The impact of cloud is not exclusive to the ISV or Internal IT but to the very fabric of the traditional software supply chain.Today we readily recognise different roles and functions across the supply chain from ISVs, to System Integrators, Outsourcers to Offshoring but what happens to these discrete entities if we look to the deliver of services? They start to converge. If I deliver a solution as a service, then I am no longer disengaged from the customer post-sale, we’re tied together for as long as the provision the service. What of the System Integrator? The solution is no longer deployed on-premises for running in-house, but as with the ISV, it’s hosted by the SI. The relationship between consumer and supplier are tied together once more. And so it goes, an ISV looks more like an SI, an SI more like and ISV, they both are outsourcing because the solution never in-sourced. The enterprise is now no longer exclusively in-house or outsourced, but multi-sourced.

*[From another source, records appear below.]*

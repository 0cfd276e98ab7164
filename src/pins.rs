//! GPIO assignments for the watering station (Raspberry Pi, BCM numbering).
//!
//! Single source of truth for the defaults; [`SystemConfig`](crate::config::SystemConfig)
//! may override them at startup.

// ---------------------------------------------------------------------------
// Watering relay
// ---------------------------------------------------------------------------

/// Character device of the Pi's main GPIO controller.
pub const GPIO_CHIP_PATH: &str = "/dev/gpiochip0";

/// Relay coil driving the pump. HIGH = relay ON = water flowing.
pub const RELAY_GPIO: u32 = 18;

/// Consumer label shown by `gpioinfo` for lines we hold.
pub const CONSUMER_LABEL: &str = "plantwater";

Collaborative/Shared Innovation

similar to open innovation through multi-sourcing the enterprise is seeking partnerships for the provision of business services. This is fine at the commodity level, but as one delves ever closer to core business services the need to tailor and personalise and more importantly, protect IP becomes more significant. However, here too we see developments in service centricity through the development of innovation centres and incubation hubs often maintained by the enterprise itself. This works well but is limited and often expensive to nurture. By collaborating and sharing innovation more pro-actively with service partners it is possible to drive the innovation faster, cheaper through a shared risk/reward model, thus allowing the innovation the opportunity to expand much further beyond the horizons of the parental organisation as the market opportunity evolves.

Integration as a Service

Today we see see the commodity functions of email and collaboration moving out of the enterprise at a dramatic rate. So what next? Mission critical? Core Functions? Maybe not, but by using cloud to extend or embellish these core functions and to connect and integrate with other service providers, business partners or different parts of the enterprise itself then adoption rates here too can be seen to be gathering pace.

The Business as a Service

When I think of this I am always reminded of Amazon’s Mechanical Turk which takes it’s name from an 18th century chess-playing machine that really hid a human chess master inside.This service provides human workflow services that are accessible through a web service (programmable API). If we look at the business as a set of collaborating capabilities then we can effectively define boundaries or APIs and describe what the capability does but not how it does it or who does it. This is service centricity business style. This is the “composite” business or business as a service.

Small is the new big.

None of this for you? Maybe not. But if it’s not for you then be sure it certainly is for someone and as is the way with disruptive innovation, it may come from a source much nearer home than you think. Take one person with good business domain knowledge,  take one developer, take one cloud and what have you got? A business service that is reliable, scalable and available to a world of consumers at a cost that they can all afford.